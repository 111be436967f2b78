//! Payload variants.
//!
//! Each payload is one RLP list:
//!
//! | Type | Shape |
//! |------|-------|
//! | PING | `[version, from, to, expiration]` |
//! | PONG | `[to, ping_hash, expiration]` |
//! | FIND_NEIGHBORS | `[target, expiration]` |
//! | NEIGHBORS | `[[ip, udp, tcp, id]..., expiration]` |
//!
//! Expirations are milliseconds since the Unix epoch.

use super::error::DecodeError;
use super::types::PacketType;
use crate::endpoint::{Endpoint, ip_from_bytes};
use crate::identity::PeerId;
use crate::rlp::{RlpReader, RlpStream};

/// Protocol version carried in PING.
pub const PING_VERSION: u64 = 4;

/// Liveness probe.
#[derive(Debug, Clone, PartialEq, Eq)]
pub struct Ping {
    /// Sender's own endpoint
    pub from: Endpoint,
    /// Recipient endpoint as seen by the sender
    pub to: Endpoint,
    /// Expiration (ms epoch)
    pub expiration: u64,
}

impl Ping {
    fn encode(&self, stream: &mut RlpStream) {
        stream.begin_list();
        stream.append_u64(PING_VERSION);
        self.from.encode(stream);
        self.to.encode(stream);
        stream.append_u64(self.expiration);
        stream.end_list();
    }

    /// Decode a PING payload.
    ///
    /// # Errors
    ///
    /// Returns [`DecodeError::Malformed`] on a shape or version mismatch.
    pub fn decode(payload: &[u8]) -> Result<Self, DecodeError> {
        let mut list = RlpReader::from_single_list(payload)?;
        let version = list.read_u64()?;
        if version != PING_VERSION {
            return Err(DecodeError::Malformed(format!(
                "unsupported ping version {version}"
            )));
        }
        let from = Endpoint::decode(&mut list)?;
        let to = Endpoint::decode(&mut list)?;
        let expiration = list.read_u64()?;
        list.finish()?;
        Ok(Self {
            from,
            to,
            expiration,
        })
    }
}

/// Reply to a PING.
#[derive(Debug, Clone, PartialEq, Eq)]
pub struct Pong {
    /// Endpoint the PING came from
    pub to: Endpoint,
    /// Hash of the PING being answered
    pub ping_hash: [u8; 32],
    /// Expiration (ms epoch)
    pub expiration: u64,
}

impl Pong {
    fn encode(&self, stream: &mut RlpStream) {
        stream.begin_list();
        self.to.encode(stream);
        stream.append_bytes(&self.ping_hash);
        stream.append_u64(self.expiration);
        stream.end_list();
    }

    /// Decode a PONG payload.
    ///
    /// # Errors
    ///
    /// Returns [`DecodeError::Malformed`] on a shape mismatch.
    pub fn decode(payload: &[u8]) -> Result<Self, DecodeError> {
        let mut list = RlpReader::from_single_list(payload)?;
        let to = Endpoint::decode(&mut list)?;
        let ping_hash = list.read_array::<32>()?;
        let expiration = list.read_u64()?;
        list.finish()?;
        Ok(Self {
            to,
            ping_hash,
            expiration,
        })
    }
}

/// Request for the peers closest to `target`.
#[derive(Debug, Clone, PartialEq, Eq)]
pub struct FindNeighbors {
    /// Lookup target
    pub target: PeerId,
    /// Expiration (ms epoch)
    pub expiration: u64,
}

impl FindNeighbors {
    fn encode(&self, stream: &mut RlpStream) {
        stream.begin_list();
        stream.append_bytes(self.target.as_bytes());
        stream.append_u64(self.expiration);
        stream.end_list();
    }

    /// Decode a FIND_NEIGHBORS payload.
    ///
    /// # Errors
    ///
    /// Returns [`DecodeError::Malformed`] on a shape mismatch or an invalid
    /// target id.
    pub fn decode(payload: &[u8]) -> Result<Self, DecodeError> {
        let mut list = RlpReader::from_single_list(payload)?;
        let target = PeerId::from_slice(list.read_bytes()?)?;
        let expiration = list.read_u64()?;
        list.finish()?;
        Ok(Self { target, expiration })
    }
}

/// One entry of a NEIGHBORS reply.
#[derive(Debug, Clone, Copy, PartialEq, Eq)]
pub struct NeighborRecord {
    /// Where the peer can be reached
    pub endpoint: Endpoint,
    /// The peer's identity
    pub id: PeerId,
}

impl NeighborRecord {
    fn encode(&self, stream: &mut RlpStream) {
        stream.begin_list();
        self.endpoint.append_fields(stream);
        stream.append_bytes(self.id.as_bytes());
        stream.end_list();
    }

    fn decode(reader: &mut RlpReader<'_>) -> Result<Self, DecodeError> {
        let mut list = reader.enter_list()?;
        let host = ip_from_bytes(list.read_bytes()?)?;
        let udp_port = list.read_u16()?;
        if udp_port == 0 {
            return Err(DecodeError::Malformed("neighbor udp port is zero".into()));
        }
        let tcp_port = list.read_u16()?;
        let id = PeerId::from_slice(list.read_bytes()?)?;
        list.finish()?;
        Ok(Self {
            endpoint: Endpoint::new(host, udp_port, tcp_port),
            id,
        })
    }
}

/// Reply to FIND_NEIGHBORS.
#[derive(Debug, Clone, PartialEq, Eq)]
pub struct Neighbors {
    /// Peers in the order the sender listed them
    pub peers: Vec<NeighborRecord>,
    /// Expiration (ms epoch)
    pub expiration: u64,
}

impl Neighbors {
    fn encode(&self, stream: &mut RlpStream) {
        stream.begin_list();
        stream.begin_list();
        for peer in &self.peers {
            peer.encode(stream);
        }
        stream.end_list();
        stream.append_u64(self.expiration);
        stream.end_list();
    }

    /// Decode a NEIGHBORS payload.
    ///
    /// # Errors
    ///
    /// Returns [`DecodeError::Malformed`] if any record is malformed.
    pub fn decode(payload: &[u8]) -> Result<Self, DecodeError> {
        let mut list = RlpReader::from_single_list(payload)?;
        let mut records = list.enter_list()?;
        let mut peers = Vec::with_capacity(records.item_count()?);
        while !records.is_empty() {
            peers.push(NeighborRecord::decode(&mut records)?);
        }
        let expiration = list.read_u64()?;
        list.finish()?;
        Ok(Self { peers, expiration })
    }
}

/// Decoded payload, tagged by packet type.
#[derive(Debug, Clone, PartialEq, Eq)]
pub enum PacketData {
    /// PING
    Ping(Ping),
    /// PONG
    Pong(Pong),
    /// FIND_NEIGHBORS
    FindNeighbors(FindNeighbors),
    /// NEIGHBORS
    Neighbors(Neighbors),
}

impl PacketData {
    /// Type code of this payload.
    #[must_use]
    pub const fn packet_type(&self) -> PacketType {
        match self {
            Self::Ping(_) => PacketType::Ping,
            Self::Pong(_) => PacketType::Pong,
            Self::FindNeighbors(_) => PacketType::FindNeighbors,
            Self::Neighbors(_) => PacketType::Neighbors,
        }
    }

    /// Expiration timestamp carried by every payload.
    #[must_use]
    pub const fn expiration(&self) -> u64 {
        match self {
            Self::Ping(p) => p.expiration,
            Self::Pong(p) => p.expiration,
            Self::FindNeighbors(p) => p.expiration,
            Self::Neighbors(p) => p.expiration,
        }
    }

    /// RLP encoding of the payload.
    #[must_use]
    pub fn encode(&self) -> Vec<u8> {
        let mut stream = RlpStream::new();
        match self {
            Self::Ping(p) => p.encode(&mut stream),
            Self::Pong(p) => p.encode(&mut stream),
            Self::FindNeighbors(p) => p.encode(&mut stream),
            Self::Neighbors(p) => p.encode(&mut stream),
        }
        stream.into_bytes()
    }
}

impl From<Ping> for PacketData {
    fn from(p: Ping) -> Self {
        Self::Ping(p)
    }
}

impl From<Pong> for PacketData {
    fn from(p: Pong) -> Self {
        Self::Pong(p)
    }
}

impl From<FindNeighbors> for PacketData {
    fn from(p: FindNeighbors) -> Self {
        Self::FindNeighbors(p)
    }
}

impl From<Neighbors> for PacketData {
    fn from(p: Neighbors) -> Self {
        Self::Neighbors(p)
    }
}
____________________
▸ Exercise requirements
Write out every line in the data that holds the string "struct".

▸ Answer area
pub struct Ping {
pub struct Pong {
pub struct FindNeighbors {
pub struct NeighborRecord {
pub struct Neighbors {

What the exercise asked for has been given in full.